Crawford Jennings Campbell, MD.
From the Obituary of Dr. Mary Sherman by CJ Campbell, MD. 1964
The subject of prostate cancer brings us back to my family and my father. Dad died of what is best described as fulminant prostate cancer in 1983. He was only 69 years old, the cancer had been detected only a year earlier, and there is no history of prostate cancer in our family. While researching for this presentation, I read the obituary that Dad wrote for Dr. Sherman. From his writings it is apparent that he was in her apartment and probably ate appetizers stored in her refrigerator – the same refrigerator that kept the secret weaponized viral cultures. Remember, these viruses are highly contagious and can be spread through the oral route. Was he exposed to the weaponized virus from eating contaminated food, and the altered virus induced his unusual cancer 20 years later? Dad’s body was cremated, so we will probably never know.

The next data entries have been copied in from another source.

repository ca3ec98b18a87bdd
use axum::{
    http::StatusCode,
    response::{IntoResponse, Response},
    Json,
};
use serde_json::json;

/// Application-level errors
#[derive(thiserror::Error, Debug)]
pub enum AppError {
    #[error("HTTP client error: {0}")]
    HttpClient(#[from] reqwest::Error),

    #[error("CSV error: {0}")]
    Csv(#[from] csv::Error),

    #[error("Not found: {0}")]
    NotFound(String),

    #[error("Invalid input: {0}")]
    InvalidInput(String),

    #[error("External API error: {0}")]
    ExternalApi(String),

    #[error("Corpus error: {0}")]
    Corpus(String),

    #[error("Internal server error: {0}")]
    Internal(String),
}

impl IntoResponse for AppError {
    fn into_response(self) -> Response {
        let (status, message) = match self {
            AppError::NotFound(msg) => (StatusCode::NOT_FOUND, msg),
            AppError::InvalidInput(msg) => (StatusCode::BAD_REQUEST, msg),
            AppError::Csv(_) | AppError::Corpus(_) | AppError::Internal(_) => {
                (StatusCode::INTERNAL_SERVER_ERROR, self.to_string())
            }
            AppError::ExternalApi(msg) => (StatusCode::BAD_GATEWAY, msg),
            AppError::HttpClient(_) => (StatusCode::BAD_GATEWAY, self.to_string()),
        };

        let body = Json(json!({
            "error": message
        }));

        (status, body).into_response()
    }
}

pub type AppResult<T> = Result<T, AppError>;
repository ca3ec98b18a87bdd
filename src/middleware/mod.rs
pub mod request_id;
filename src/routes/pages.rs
use axum::{
    extract::{Query, State},
    response::Html,
};
use serde::Deserialize;
use std::{fmt::Write, sync::Arc};

use crate::{
    models::MovieCard,
    routes::{AppState, NOT_FOUND_MESSAGE},
    services::enrichment,
};

#[derive(Debug, Default, Deserialize)]
pub struct PageQuery {
    pub title: Option<String>,
}

/// Outcome of the "Recommend" action rendered below the form
#[derive(Debug, PartialEq)]
pub enum Gallery {
    /// No title was submitted yet
    Idle,
    NotFound,
    Cards(Vec<MovieCard>),
}

/// Handler for the HTML gallery page
pub async fn index(
    State(state): State<Arc<AppState>>,
    Query(params): Query<PageQuery>,
) -> Html<String> {
    let selected = params
        .title
        .as_deref()
        .map(str::trim)
        .filter(|t| !t.is_empty());

    let gallery = match selected {
        None => Gallery::Idle,
        Some(title) => {
            let titles = state.engine.recommend(title);
            if titles.is_empty() {
                Gallery::NotFound
            } else {
                Gallery::Cards(
                    enrichment::enrich(state.metadata_provider.as_ref(), titles).await,
                )
            }
        }
    };

    Html(render_page(&state.engine.titles(), selected, &gallery))
}

/// Renders the full page: title selector, trigger button and result gallery
pub fn render_page(titles: &[&str], selected: Option<&str>, gallery: &Gallery) -> String {
    let mut html = String::from(
        "<!DOCTYPE html>\n<html lang=\"en\">\n<head>\n<meta charset=\"utf-8\">\n\
         <title>Movie Recommendation System</title>\n\
         <style>\
         .gallery{display:grid;grid-template-columns:repeat(5,1fr);gap:1rem}\
         .card img{width:100%}\
         .notice{color:#a15c00}\
         </style>\n</head>\n<body>\n\
         <h1>Movie Recommendation System</h1>\n\
         <p>Discover similar movies with posters, ratings, genres, and trailers!</p>\n\
         <form method=\"get\" action=\"/\">\n\
         <label for=\"title\">Search for a movie:</label>\n\
         <select id=\"title\" name=\"title\">\n",
    );

    let selected_lower = selected.map(str::to_lowercase);
    for title in titles {
        let is_selected = selected_lower.as_deref() == Some(title.to_lowercase().as_str());
        let _ = writeln!(
            html,
            "<option value=\"{0}\"{1}>{0}</option>",
            escape_html(title),
            if is_selected { " selected" } else { "" }
        );
    }
    html.push_str("</select>\n<button type=\"submit\">Recommend</button>\n</form>\n");

    match gallery {
        Gallery::Idle => {}
        Gallery::NotFound => {
            let _ = writeln!(html, "<p class=\"notice\">{}</p>", NOT_FOUND_MESSAGE);
        }
        Gallery::Cards(cards) => {
            html.push_str("<h2>Recommended Movies:</h2>\n<div class=\"gallery\">\n");
            for card in cards {
                html.push_str(&render_card(card));
            }
            html.push_str("</div>\n");
        }
    }

    html.push_str("</body>\n</html>\n");
    html
}

/// One gallery card: poster, "title (year)", "rating | genres", trailer link
pub fn render_card(card: &MovieCard) -> String {
    let info = &card.info;
    let trailer = match &info.trailer {
        Some(url) => format!("<a href=\"{}\">Watch Trailer</a>", escape_html(url)),
        None => "<small>No trailer available</small>".to_string(),
    };

    format!(
        "<div class=\"card\">\n<img src=\"{poster}\" alt=\"{title}\">\n\
         <p><strong>{title} ({year})</strong></p>\n\
         <p><small>{rating} | {genres}</small></p>\n{trailer}\n</div>\n",
        poster = escape_html(&info.poster),
        title = escape_html(&card.title),
        year = escape_html(info.year_label()),
        rating = escape_html(&info.rating_label()),
        genres = escape_html(info.genres_label()),
        trailer = trailer,
    )
}

pub fn escape_html(text: &str) -> String {
    let mut escaped = String::with_capacity(text.len());
    for c in text.chars() {
        match c {
            '&' => escaped.push_str("&amp;"),
            '<' => escaped.push_str("&lt;"),
            '>' => escaped.push_str("&gt;"),
            '"' => escaped.push_str("&quot;"),
            '\'' => escaped.push_str("&#39;"),
            _ => escaped.push(c),
        }
    }
    escaped
}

The world has moved into the 21st century, and the “Cold War” was over many years ago. But secret biologic operations still go on around the globe, perhaps to wreak unknown havoc on present and future generations. Certain people are drawn to such activities - ready to dump the rules, regulations, and their conscience for money, “national security,” religious extremism, or some other reason. But as medical providers, engineers and technologists, we must all be careful of the projects we undertake, be clear in our ethics, and be strong enough to blow the whistle if necessary on unethical experiments. As this story shows, the spoils of unchecked biological warfare may be dark, indeed, as witnessed by the birth of a carcinogenic virus and the death of many people, including Doctor Mary Sherman.